# Exercise instructions
The answer must be every line of the records below that contains the word "TcpListener", copied out.

------

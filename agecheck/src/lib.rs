//! AgeCheck - batch email age verification demo.
//!
//! This library provides shared modules for the three AgeCheck binaries:
//! - `agecheck-webhook`: Receiver for VerifyMyAge completion callbacks
//! - `agecheck-submit`: Submitter for batch and single verification jobs
//! - `agecheck-erase`: SendGrid cleanup for processed batch emails
//!
//! ## Flow
//!
//! ```text
//! submit → VerifyMyAge API → (async) → /callback → receiver → JSON file
//!                                                      ↑
//!                                  submit polls /webhooks for the report
//! ```

pub mod client;
pub mod config;
pub mod monitor;
pub mod sendgrid;
pub mod signature;
pub mod store;
pub mod web;

// Re-export commonly used types
pub use client::VerifyMyAgeClient;
pub use config::Config;
pub use sendgrid::SendGridClient;
pub use store::CallbackStore;
pub use web::AppState;
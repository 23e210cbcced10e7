use axum::{
    Json,
    extract::{Path, Query, State},
};
use tracing::info;
use utoipa_axum::{router::OpenApiRouter, routes};

use crate::{
    app_error::AppError,
    domain::{AccountType, account::is_valid_email},
    mock_backend::{MockData, MockState, state::AccountRecord},
    models::{AccountDetails, AccountQuery, AccountUpdate, ApiErrorBody},
};

pub fn routes_with_openapi() -> OpenApiRouter<MockState> {
    OpenApiRouter::new().routes(routes!(get_account, update_account))
}

fn account_mut(
    data: &mut MockData,
    id: u64,
    account_type: AccountType,
) -> Result<&mut AccountRecord, AppError> {
    let accounts = match account_type {
        AccountType::Customer => &mut data.customers,
        AccountType::Courier => &mut data.couriers,
    };
    accounts.get_mut(&id).ok_or(AppError::NotFound)
}

/// Fetch the contact details of a customer or courier account.
#[utoipa::path(
    get,
    path = "/account/{id}",
    tags = ["Accounts"],
    params(
        ("id" = u64, Path, description = "Customer or courier ID"),
        AccountQuery
    ),
    responses(
        (status = 200, description = "Account details", body = AccountDetails),
        (status = 404, description = "No such account", body = ApiErrorBody)
    )
)]
async fn get_account(
    Path(id): Path<u64>,
    Query(query): Query<AccountQuery>,
    State(state): State<MockState>,
) -> Result<Json<AccountDetails>, AppError> {
    let mut data = state.lock().await;
    let account = account_mut(&mut data, id, query.account_type)?.clone();
    let primary_email = data
        .user(account.user_id)
        .map(|user| user.email.clone())
        .unwrap_or_default();

    Ok(Json(AccountDetails {
        primary_email,
        account_email: account.email,
        account_phone: account.phone,
    }))
}

/// Replace the contact email and phone of an account.
#[utoipa::path(
    post,
    path = "/account/{id}",
    tags = ["Accounts"],
    params(
        ("id" = u64, Path, description = "Customer or courier ID")
    ),
    request_body = AccountUpdate,
    responses(
        (status = 200, description = "Account updated", body = AccountDetails),
        (status = 400, description = "Malformed email or phone", body = ApiErrorBody),
        (status = 404, description = "No such account", body = ApiErrorBody)
    )
)]
async fn update_account(
    Path(id): Path<u64>,
    State(state): State<MockState>,
    Json(update): Json<AccountUpdate>,
) -> Result<Json<AccountDetails>, AppError> {
    if !is_valid_email(&update.account_email) {
        return Err(AppError::InvalidInput("Invalid email address".into()));
    }
    let digits = &update.account_phone;
    if digits.len() != 10 || !digits.chars().all(|c| c.is_ascii_digit()) {
        return Err(AppError::InvalidInput(
            "Phone number must have 10 digits".into(),
        ));
    }

    let mut data = state.lock().await;
    let account = account_mut(&mut data, id, update.account_type)?;
    account.email = update.account_email;
    account.phone = update.account_phone;
    let account = account.clone();
    let primary_email = data
        .user(account.user_id)
        .map(|user| user.email.clone())
        .unwrap_or_default();

    info!("Updated {} account #{}", update.account_type, id);
    Ok(Json(AccountDetails {
        primary_email,
        account_email: account.email,
        account_phone: account.phone,
    }))
}
use anyhow::{Context, Result};
use delivery_client::{
    bootstrap, config,
    mock_backend::{self, MockState, OPENAPI_PATH},
};
use tokio::net::TcpListener;

#[tokio::main]
async fn main() -> Result<()> {
    bootstrap::init_env();
    bootstrap::init_tracing();

    let config = config::load()?;
    let addr = config.mock_backend.addr;
    let listener = TcpListener::bind(addr)
        .await
        .with_context(|| format!("Failed to bind {addr}"))?;

    tracing::info!("Mock backend listening on http://{}", addr);
    tracing::info!("OpenAPI document at http://{}{}", addr, OPENAPI_PATH);
    mock_backend::serve(listener, MockState::seeded())
        .await
        .context("Mock backend stopped")?;
    Ok(())
}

------

# Solution for this problem
use tokio::net::TcpListener;
    let listener = TcpListener::bind(addr)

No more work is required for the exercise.